What is needed here is every line of the records that includes "QDict".

**********

//! Job submission.
//!
//! Encodes a QObject message and hands it to one of the emulator's job
//! queues. Submission is single-shot: no retry, no buffering. Whatever the
//! backend reports (unknown queue, busy) is returned as-is.

use std::fmt;

use crate::backend::BackendHandle;
use crate::qobject::QObject;
use crate::types::{JobEncoding, QueueName, Result};

#[derive(Clone)]
pub struct JobClient {
    backend: BackendHandle,
    encoding: JobEncoding,
}

impl fmt::Debug for JobClient {
    fn fmt(&self, f: &mut fmt::Formatter<'_>) -> fmt::Result {
        f.debug_struct("JobClient")
            .field("encoding", &self.encoding)
            .finish()
    }
}

impl JobClient {
    pub fn new(backend: BackendHandle) -> Self {
        Self::with_encoding(backend, JobEncoding::default())
    }

    pub fn with_encoding(backend: BackendHandle, encoding: JobEncoding) -> Self {
        Self { backend, encoding }
    }

    pub fn encoding(&self) -> JobEncoding {
        self.encoding
    }

    /// Encode `message` and submit it to `queue`.
    pub fn add_job(&self, queue: &QueueName, message: &QObject) -> Result<()> {
        let payload = match self.encoding {
            JobEncoding::Compact => message.to_json_bytes()?,
            JobEncoding::Pretty => message.to_json_pretty_bytes()?,
        };
        self.add_raw_job(queue, &payload)
    }

    /// Submit an already-encoded message.
    pub fn add_raw_job(&self, queue: &QueueName, payload: &[u8]) -> Result<()> {
        tracing::debug!("add_job queue={} bytes={}", queue, payload.len());
        self.backend.add_job(queue.as_str(), payload).map_err(|err| {
            tracing::warn!("add_job to {} failed: {}", queue, err);
            err
        })
    }
}

#[cfg(test)]
mod tests {
    use super::*;
    use crate::backend::{MockBackend, SimBackend};
    use crate::qobject::QDict;
    use crate::types::Error;
    use std::sync::Arc;

    fn message() -> QObject {
        let mut d = QDict::new();
        d.put_int("count", 5);
        d.put_str("name", "tracer");
        QObject::Dict(d)
    }

    #[test]
    fn test_add_job_forwards_encoded_message() {
        let mut backend = MockBackend::new();
        backend
            .expect_add_job()
            .withf(|queue, payload| {
                queue == "ra.jobs" && payload == &br#"{"count":5,"name":"tracer"}"#[..]
            })
            .times(1)
            .returning(|_, _| Ok(()));

        let client = JobClient::new(Arc::new(backend));
        let queue = QueueName::from_string("ra.jobs").unwrap();
        client.add_job(&queue, &message()).unwrap();
    }

    #[test]
    fn test_pretty_encoding() {
        let sim = Arc::new(SimBackend::new().with_queue("q"));
        let client = JobClient::with_encoding(sim.clone(), JobEncoding::Pretty);
        let queue = QueueName::from_string("q").unwrap();
        client.add_job(&queue, &message()).unwrap();

        let jobs = sim.jobs("q").unwrap();
        assert_eq!(jobs.len(), 1);
        assert!(jobs[0].contains(&b'\n'));
        assert_eq!(QObject::from_json_slice(&jobs[0]).unwrap(), message());
    }

    #[test]
    fn test_backend_error_is_not_retried() {
        let mut backend = MockBackend::new();
        backend
            .expect_add_job()
            .times(1)
            .returning(|queue, _| Err(Error::backend(format!("queue not found: {}", queue))));

        let client = JobClient::new(Arc::new(backend));
        let queue = QueueName::from_string("missing").unwrap();
        let err = client.add_job(&queue, &QObject::Null).unwrap_err();
        assert!(err.to_string().contains("queue not found: missing"));
    }

    #[test]
    fn test_raw_job() {
        let sim = Arc::new(SimBackend::new().with_queue("raw"));
        let client = JobClient::new(sim.clone());
        let queue = QueueName::from_string("raw").unwrap();
        client.add_raw_job(&queue, &[0xca, 0xfe]).unwrap();
        assert_eq!(&sim.jobs("raw").unwrap()[0][..], &[0xca, 0xfe]);
    }
}
//! Process-wide backend attachment.
//!
//! The emulator installs its backend once at startup, before any plugin
//! module is loaded. Plugin entry points that cannot receive a backend
//! argument (the Python module) resolve it here and fail with
//! `BackendUnavailable` when the process is not running inside an emulator.
//! Rust callers should pass a [`BackendHandle`] to constructors directly.

use std::sync::OnceLock;

use crate::backend::BackendHandle;
use crate::types::{Config, Error, Result};

static BACKEND: OnceLock<BackendHandle> = OnceLock::new();
static CONFIG: OnceLock<Config> = OnceLock::new();

/// Attach the emulator backend. Only the first call succeeds.
pub fn install(backend: BackendHandle) -> Result<()> {
    BACKEND
        .set(backend)
        .map_err(|_| Error::internal("emulator backend already installed"))?;
    tracing::info!("emulator backend attached");
    Ok(())
}

/// Attach the backend together with plugin configuration.
pub fn install_with_config(backend: BackendHandle, config: Config) -> Result<()> {
    install(backend)?;
    // reached at most once: `install` above already rejected any second call
    let _ = CONFIG.set(config);
    Ok(())
}

pub fn is_installed() -> bool {
    BACKEND.get().is_some()
}

/// The installed backend, or `BackendUnavailable`.
pub fn backend() -> Result<BackendHandle> {
    BACKEND.get().cloned().ok_or(Error::BackendUnavailable)
}

/// Configuration supplied at install time, or the defaults.
pub fn config() -> Config {
    CONFIG.get().cloned().unwrap_or_default()
}

/// The process-wide backend every test in this binary shares.
#[cfg(test)]
pub(crate) fn shared_test_backend() -> std::sync::Arc<crate::backend::SimBackend> {
    use crate::backend::SimBackend;
    use std::sync::Arc;

    static SIM: OnceLock<Arc<SimBackend>> = OnceLock::new();
    SIM.get_or_init(|| {
        let sim = Arc::new(
            SimBackend::new()
                .with_cpus(2)
                .with_x86_64_registers()
                .with_register("YMM0", 32),
        );
        let _ = install(sim.clone());
        sim
    })
    .clone()
}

**********

**Answer to this task:**
    use crate::qobject::QDict;
        let mut d = QDict::new();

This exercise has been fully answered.